Comme noté supra, la Loi sur la taxe d'accise ne prévoit pas expressément le moyen de défense de la diligence raisonnable contre la pénalité prévue à l'article 280. Il s'ensuit que même si l'inscrit se prévaut d'une consultation juridique sur la question de savoir si certaines marchandises sont exemptées de la TPS, il encourt quand même la pénalité de 6 p. 100 dans la mesure où la cotisation établie par le ministre est valide. Il va sans dire que l'application d'une pénalité, ne serait-ce que de 6 p. 100, peut avoir d'importantes conséquences financières pour ceux qui sont tenus de percevoir et de remettre la TPS. Une brève recension de la jurisprudence révèle que cette pénalité va de 400 $ à 95 000 $. La pénalité typique varie de 5 000 $ à 20 000 $. En particulier, les petites entreprises qui ne jouissent pas des services d'expert propres à assurer la stricte observation de la Loi sur la taxe d'accise sont exposées à des risques financiers considérables. Comme la période de vérification générale des cotisations TPS est de quatre ans, il est possible qu'un important moins-payé s'accumule avant d'être découvert par un vérificateur. Ce problème s'aggrave encore du fait que les intérêts et la pénalité se composent quotidiennement; voir les articles 124 [édicté par L.C. 1990, ch. 45, art. 12; 1993, ch. 27, art. 11] et 298(1) [édicté par L.C. 1990, ch. 45, art. 12; 1993, ch. 27, art. 131; 1997, ch. 10, art. 79, 238] de la Loi sur la taxe d'accise.

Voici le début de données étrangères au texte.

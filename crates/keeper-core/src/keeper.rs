//! Host-facing facade.
//!
//! The host process owns a single `Keeper` and drives everything through
//! it: status probing, unlock, migration, recovery, rotation and the opt-in
//! auto-unlock cache. Operations that derive keys or copy stores block for
//! hundreds of milliseconds to seconds; hosts run them off any
//! latency-sensitive path and surface the migration progress callback.

use parking_lot::Mutex;
use std::sync::Arc;
use std::time::Instant;
use tracing::{info, warn};
use zeroize::Zeroizing;

use keeper_crypto::kdf;

use crate::backup::{BackupHandle, BackupManager};
use crate::error::KeeperError;
use crate::layout::StoreLayout;
use crate::lockfile::MigrationLock;
use crate::migration::{MigrationEngine, MigrationProgress, MigrationState};
use crate::recovery::{self, RecoveryCredential};
use crate::salt;
use crate::secure_storage::{KeyringSecretStore, SecretStore, SecretStoreError};
use crate::session::Session;
use crate::store::EncryptedStore;

const PRE_ROTATION_LABEL: &str = "pre-rotation";

/// Recovery retry backoff: (attempt threshold, delay ms), checked in
/// descending order, first match wins.
const RECOVERY_BACKOFF: &[(u32, u64)] = &[
    (10, 300_000), // 10+ attempts: 5 minutes
    (8, 30_000),   //  8+ attempts: 30 seconds
    (5, 5_000),    //  5+ attempts: 5 seconds
    (3, 1_000),    //  3+ attempts: 1 second
];

#[derive(Debug, Clone, Copy, PartialEq, Eq)]
pub struct StoreStatus {
    pub needs_migration: bool,
    pub is_locked: bool,
}

#[derive(Default)]
struct RecoveryThrottle {
    attempts: u32,
    last_failure: Option<Instant>,
}

impl RecoveryThrottle {
    fn remaining_ms(&self) -> Option<u64> {
        let last = self.last_failure?;
        let delay_ms = RECOVERY_BACKOFF
            .iter()
            .find(|(threshold, _)| self.attempts >= *threshold)
            .map(|(_, delay)| *delay)?;
        let elapsed_ms = last.elapsed().as_millis() as u64;
        (elapsed_ms < delay_ms).then(|| delay_ms - elapsed_ms)
    }

    fn record_failure(&mut self) {
        self.attempts = self.attempts.saturating_add(1);
        self.last_failure = Some(Instant::now());
    }

    fn reset(&mut self) {
        self.attempts = 0;
        self.last_failure = None;
    }
}

pub struct Keeper {
    layout: StoreLayout,
    secrets: Box<dyn SecretStore>,
    liveness: Arc<()>,
    throttle: Mutex<RecoveryThrottle>,
}

impl Keeper {
    /// Keeper over `layout` with the platform credential store.
    pub fn new(layout: StoreLayout) -> Self {
        Self::with_secret_store(layout, Box::new(KeyringSecretStore::new()))
    }

    /// Keeper with an explicit secret-store backend (tests, headless hosts).
    pub fn with_secret_store(layout: StoreLayout, secrets: Box<dyn SecretStore>) -> Self {
        Self {
            layout,
            secrets,
            liveness: Arc::new(()),
            throttle: Mutex::new(RecoveryThrottle::default()),
        }
    }

    pub fn layout(&self) -> &StoreLayout {
        &self.layout
    }

    /// Probe the filesystem and report whether migration is needed and
    /// whether a session is currently active.
    pub fn check_status(&self) -> StoreStatus {
        let state = MigrationEngine::new(&self.layout).probe();
        StoreStatus {
            needs_migration: state != MigrationState::Migrated,
            is_locked: Arc::strong_count(&self.liveness) == 1,
        }
    }

    /// Unlock with the passphrase. Freely retryable; a wrong passphrase has
    /// no side effects and there is no lockout counter.
    pub fn unlock(&self, passphrase: &str) -> Result<Session, KeeperError> {
        let store = unlock_store(&self.layout, passphrase)?;
        info!(store_id = %store.store_id(), "store unlocked");
        Ok(Session::new(store, self.liveness.clone()))
    }

    /// Convert the legacy store (or initialise a fresh one) under a new
    /// passphrase, reporting progress, and return the unlocked session.
    pub fn migrate(
        &self,
        new_passphrase: &str,
        mut on_progress: impl FnMut(MigrationProgress),
    ) -> Result<Session, KeeperError> {
        let engine = MigrationEngine::new(&self.layout);
        let store = engine.migrate(new_passphrase, &mut on_progress)?;
        Ok(Session::new(store, self.liveness.clone()))
    }

    /// Generate (or rotate) the recovery credential for an active session.
    /// The returned plaintext is shown to the user once and never persisted.
    pub fn generate_recovery(
        &self,
        session: &mut Session,
    ) -> Result<RecoveryCredential, KeeperError> {
        recovery::generate(session.store_mut())
    }

    /// Timing-safe candidate check without opening the store.
    pub fn verify_recovery(&self, candidate: &str) -> Result<bool, KeeperError> {
        let path = self.layout.encrypted_store_path();
        if !path.exists() {
            return Err(KeeperError::StoreMissing);
        }
        let header = EncryptedStore::read_header(&path)?;
        recovery::verify(&header, candidate)
    }

    /// Unlock with the recovery credential. Retries are bounded by a
    /// backoff schedule; after repeated failures callers should steer the
    /// user toward a passphrase reset.
    pub fn recover_with(&self, candidate: &str) -> Result<Session, KeeperError> {
        if let Some(remaining_ms) = self.throttle.lock().remaining_ms() {
            return Err(KeeperError::RecoveryThrottled { remaining_ms });
        }
        let path = self.layout.encrypted_store_path();
        if !path.exists() {
            return Err(KeeperError::StoreMissing);
        }
        match recovery::recover(&path, candidate) {
            Ok(store) => {
                self.throttle.lock().reset();
                info!(store_id = %store.store_id(), "store unlocked via recovery credential");
                Ok(Session::new(store, self.liveness.clone()))
            }
            Err(e @ KeeperError::InvalidRecoveryCredential) => {
                let mut throttle = self.throttle.lock();
                throttle.record_failure();
                warn!(attempts = throttle.attempts, "recovery attempt rejected");
                Err(e)
            }
            Err(e) => Err(e),
        }
    }

    /// Change the passphrase of an unlocked store. Re-wraps the DEK under
    /// the new passphrase; the payload and the recovery slot are untouched.
    /// Guarded by the migration lock and a pre-rotation snapshot.
    pub fn rotate_passphrase(
        &self,
        session: &mut Session,
        current_passphrase: &str,
        new_passphrase: &str,
    ) -> Result<(), KeeperError> {
        kdf::ensure_passphrase_strength(new_passphrase)
            .map_err(|_| KeeperError::WeakPassphrase)?;

        let lock = MigrationLock::acquire(&self.layout.migration_lock_path())?;
        let result = self.rotate_inner(session, current_passphrase, new_passphrase);
        lock.release();
        result
    }

    fn rotate_inner(
        &self,
        session: &mut Session,
        current_passphrase: &str,
        new_passphrase: &str,
    ) -> Result<(), KeeperError> {
        let store_salt = salt::load(&self.layout.salt_path())?;

        // re-authenticate before touching anything
        let current_kek = kdf::derive(current_passphrase, &store_salt)?;
        EncryptedStore::unwrap_passphrase_slot(session.store().header(), &current_kek)
            .map_err(|_| KeeperError::InvalidPassphrase)?;

        let backups = BackupManager::open(self.layout.backups_dir())?;
        backups.snapshot(&self.layout.encrypted_store_path(), PRE_ROTATION_LABEL)?;

        let new_kek = kdf::derive(new_passphrase, &store_salt)?;
        session.store_mut().rewrap_passphrase_slot(&new_kek)?;
        session.store_mut().save()?;
        info!(store_id = %session.store_id(), "passphrase rotated");
        Ok(())
    }

    // ── Opt-in auto-unlock cache ────────────────────────────────────────────

    /// Cache the store key in the OS credential store so the next launch can
    /// skip the prompt. Best-effort: returns false and logs when the backend
    /// is unavailable, and the passphrase path keeps working either way.
    pub fn enable_auto_unlock(&self, session: &Session) -> bool {
        let label = auto_unlock_label(session.store_id());
        match self.secrets.store(&label, session.store().dek()) {
            Ok(()) => {
                info!("auto-unlock enabled");
                true
            }
            Err(e) => {
                warn!(error = %e, "secure storage unavailable, auto-unlock not enabled");
                false
            }
        }
    }

    /// Try to open a session from the cached key. `None` means "prompt the
    /// user", whatever the reason.
    pub fn try_auto_unlock(&self) -> Option<Session> {
        let path = self.layout.encrypted_store_path();
        let header = EncryptedStore::read_header(&path).ok()?;
        let label = auto_unlock_label(&header.store_id);
        let secret = match self.secrets.retrieve(&label) {
            Ok(secret) => Zeroizing::new(secret),
            Err(SecretStoreError::NotFound) => return None,
            Err(e) => {
                warn!(error = %e, "secure storage unavailable, falling back to passphrase prompt");
                return None;
            }
        };
        let dek: [u8; 32] = match secret.as_slice().try_into() {
            Ok(dek) => dek,
            Err(_) => {
                warn!("cached unlock key has wrong length, ignoring it");
                return None;
            }
        };
        match EncryptedStore::open_with_dek(&path, Zeroizing::new(dek)) {
            Ok(store) => {
                info!(store_id = %store.store_id(), "store unlocked from cached key");
                Some(Session::new(store, self.liveness.clone()))
            }
            Err(e) => {
                warn!(error = %e, "cached key rejected, falling back to passphrase prompt");
                None
            }
        }
    }

    /// Drop the cached key. Best-effort.
    pub fn disable_auto_unlock(&self) {
        let path = self.layout.encrypted_store_path();
        let Ok(header) = EncryptedStore::read_header(&path) else {
            return;
        };
        if let Err(e) = self.secrets.remove(&auto_unlock_label(&header.store_id)) {
            warn!(error = %e, "could not remove cached unlock key");
        }
    }

    // ── Backups ─────────────────────────────────────────────────────────────

    /// Manual snapshot of the current store file (encrypted if present,
    /// otherwise the legacy file).
    pub fn snapshot(&self, label: &str) -> Result<BackupHandle, KeeperError> {
        let encrypted = self.layout.encrypted_store_path();
        let legacy = self.layout.legacy_store_path();
        let source = if encrypted.exists() {
            encrypted
        } else if legacy.exists() {
            legacy
        } else {
            return Err(KeeperError::StoreMissing);
        };
        let backups = BackupManager::open(self.layout.backups_dir())?;
        backups.snapshot(&source, label)
    }

    pub fn backups(&self) -> Result<BackupManager, KeeperError> {
        BackupManager::open(self.layout.backups_dir())
    }
}

fn auto_unlock_label(store_id: &str) -> String {
    format!("unlock-key:{store_id}")
}

/// Full passphrase unlock ceremony: salt, KEK, slot unwrap, payload open
/// with canary read. Shared between `unlock` and the idempotent-migrate
/// path.
pub(crate) fn unlock_store(
    layout: &StoreLayout,
    passphrase: &str,
) -> Result<EncryptedStore, KeeperError> {
    let path = layout.encrypted_store_path();
    if !path.exists() {
        return Err(KeeperError::StoreMissing);
    }
    let store_salt = salt::load(&layout.salt_path())?;
    let kek = kdf::derive(passphrase, &store_salt)?;
    let header = EncryptedStore::read_header(&path)?;
    let dek = EncryptedStore::unwrap_passphrase_slot(&header, &kek)
        .map_err(|_| KeeperError::InvalidPassphrase)?;
    EncryptedStore::open_with_dek(&path, dek)
}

En bref, une pénalité automatique est imposée de façon mécanique chaque fois que le montant de TPS constaté par le ministre est supérieur à celui calculé par l'inscrit. C'est dans ce contexte que la majorité des juges de la Cour de l'impôt sont en faveur du moyen de défense de la diligence raisonnable, dégagé dans Pillar Oilfield. Le ministre attaque maintenant cette décision ainsi que le jugement de première instance en l'espèce. Il a choisi de renoncer à tous les motifs pris dans son avis de requête, sauf celui touchant la validité du moyen de défense de la diligence raisonnable. Je vais maintenant évoquer brièvement les faits de la cause.

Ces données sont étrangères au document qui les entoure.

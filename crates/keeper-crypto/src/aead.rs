//! Authenticated Encryption with Associated Data
//!
//! Uses XChaCha20-Poly1305 (192-bit nonce).
//! Key size: 32 bytes. Nonce: 24 bytes (random). Tag: 16 bytes.
//!
//! Ciphertext wire format:
//!   [ nonce (24 bytes) | ciphertext + tag ]

use chacha20poly1305::{
    aead::{Aead, AeadCore, KeyInit, OsRng as AeadOsRng},
    XChaCha20Poly1305,
};
use zeroize::Zeroizing;

use crate::error::CryptoError;

const NONCE_LEN: usize = 24;

/// Encrypt `plaintext` with a 32-byte key, prepending a random 24-byte nonce.
/// `aad` is authenticated but not encrypted; it domain-separates the uses of
/// a key (payload vs key slots) so a blob cannot be replayed across contexts.
pub fn encrypt(key: &[u8; 32], plaintext: &[u8], aad: &[u8]) -> Result<Vec<u8>, CryptoError> {
    let cipher = XChaCha20Poly1305::new_from_slice(key).map_err(|_| CryptoError::AeadEncrypt)?;

    let nonce = XChaCha20Poly1305::generate_nonce(&mut AeadOsRng);

    let ciphertext = cipher
        .encrypt(
            &nonce,
            chacha20poly1305::aead::Payload {
                msg: plaintext,
                aad,
            },
        )
        .map_err(|_| CryptoError::AeadEncrypt)?;

    let mut out = Vec::with_capacity(NONCE_LEN + ciphertext.len());
    out.extend_from_slice(&nonce);
    out.extend_from_slice(&ciphertext);
    Ok(out)
}

/// Decrypt wire-format bytes (nonce || ciphertext+tag). Fails if the key is
/// wrong, the AAD does not match, or the data was tampered with.
pub fn decrypt(key: &[u8; 32], data: &[u8], aad: &[u8]) -> Result<Zeroizing<Vec<u8>>, CryptoError> {
    if data.len() < NONCE_LEN {
        return Err(CryptoError::AeadDecrypt);
    }
    let (nonce_bytes, ct) = data.split_at(NONCE_LEN);
    let nonce = chacha20poly1305::XNonce::from_slice(nonce_bytes);

    let cipher = XChaCha20Poly1305::new_from_slice(key).map_err(|_| CryptoError::AeadDecrypt)?;

    let plaintext = cipher
        .decrypt(nonce, chacha20poly1305::aead::Payload { msg: ct, aad })
        .map_err(|_| CryptoError::AeadDecrypt)?;

    Ok(Zeroizing::new(plaintext))
}

/// Wrap a 32-byte data encryption key under a wrapping key (key transport).
pub fn wrap_dek(kek: &[u8; 32], dek: &[u8; 32], aad: &[u8]) -> Result<Vec<u8>, CryptoError> {
    encrypt(kek, dek, aad)
}

/// Unwrap a wrapped data encryption key.
pub fn unwrap_dek(kek: &[u8; 32], wrapped: &[u8], aad: &[u8]) -> Result<[u8; 32], CryptoError> {
    let plaintext = decrypt(kek, wrapped, aad)?;
    if plaintext.len() != 32 {
        return Err(CryptoError::InvalidKey(
            "unwrapped key has wrong length".into(),
        ));
    }
    let mut out = [0u8; 32];
    out.copy_from_slice(&plaintext);
    Ok(out)
}

#[cfg(test)]
mod tests {
    use super::*;

    const KEY: [u8; 32] = [42u8; 32];

    #[test]
    fn roundtrip() {
        let ct = encrypt(&KEY, b"hello", b"ctx").unwrap();
        let pt = decrypt(&KEY, &ct, b"ctx").unwrap();
        assert_eq!(&pt[..], b"hello");
    }

    #[test]
    fn tampering_is_detected() {
        let mut ct = encrypt(&KEY, b"hello", b"ctx").unwrap();
        let last = ct.len() - 1;
        ct[last] ^= 0x01;
        assert!(decrypt(&KEY, &ct, b"ctx").is_err());
    }

    #[test]
    fn aad_mismatch_is_rejected() {
        let ct = encrypt(&KEY, b"hello", b"ctx-a").unwrap();
        assert!(decrypt(&KEY, &ct, b"ctx-b").is_err());
    }

    #[test]
    fn wrap_unwrap_dek() {
        let dek = [9u8; 32];
        let wrapped = wrap_dek(&KEY, &dek, b"slot").unwrap();
        assert_eq!(unwrap_dek(&KEY, &wrapped, b"slot").unwrap(), dek);

        let wrong_kek = [1u8; 32];
        assert!(unwrap_dek(&wrong_kek, &wrapped, b"slot").is_err());
    }
}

La défenderesse est une entreprise de construction. Dans le cadre de la construction de deux écoles, elle utilisait un certain nombre de fournitures "détaxées", c'est-à-dire des fournitures qui seraient exemptes de TPS si elles étaient achetées à part. Par exemple, elle a acheté, pour la construction d'une école, un ascenseur qui est un article détaxé. Le ministre a conclu que, puisque cet article et d'autres faisaient partie intégrante des écoles construites, elle aurait dû calculer la TPS sur le prix total du contrat. De même, les cautionnements et primes d'assurance assumés dans la construction de ces écoles étaient des services, donc des dépenses taxables. Enfin, le ministre a soutenu en vain devant le juge Bowman que la défenderesse aurait dû inclure la TVP frappant les fournitures dans la valeur de ces dernières aux fins de calcul de la TPS. Comme la défenderesse n'aurait pas calculé le montant correct de TPS exigible, elle s'est retrouvée assujettie, par cotisation établie sous le régime de la Loi sur la taxe d'accise , au complément de taxe, aux intérêts courus et à une pénalité de 6 p. 100 sur le moins-payé conformément à l'article 280, dont voici les dispositions applicables:

280. (1) Sous réserve du présent article et de l'article 281, la personne qui ne verse pas un montant au receveur général au moment prévu par la présente partie est passible de la pénalité et des intérêts suivants, calculés sur ce montant pour la période commençant le lendemain du jour où le montant devait être versé et se terminant le jour du versement:

a) une pénalité de 6 % par année;

b) des intérêts au taux réglementaire.

Sur la question de savoir si les fournitures en question étaient exemptées de la TPS, le juge Bowman s'est prononcé en faveur du ministre [Consolidated Canadian Contractors c. La Reine (1997), 5 GTC 1074 (C.C.I.)] puisqu'elles étaient indubitablement partie intégrante du projet de construction tout entier et que la défenderesse ne les avait pas acquises en qualité de représentante des commissions scolaires intéressées. Si celle-ci avait agi en cette qualité et les leur avait transférées telles quelles, ces fournitures auraient été exemptées. Cependant, le juge Bowman a infirmé la pénalité de 6 p. 100 après avoir conclu que la défenderesse avait fait raisonnablement diligence pour essayer de calculer le montant exact de TPS à verser au receveur général. Voici la conclusion qu'il a tirée à ce propos à la page 1076 des motifs de sa décision:

[. . .] je n'ai vu dernièrement aucun cas où le contribuable a fait davantage preuve de diligence raisonnable. En l'espèce, la contribuable a fait tout ce que l'on pouvait raisonnablement attendre d'elle pour que la TPS soit perçue et payée comme il se devait. Elle s'est fondée sur les bulletins publiés et sur les confirmations données de vive voix par des fonctionnaires du ministère du Revenu national.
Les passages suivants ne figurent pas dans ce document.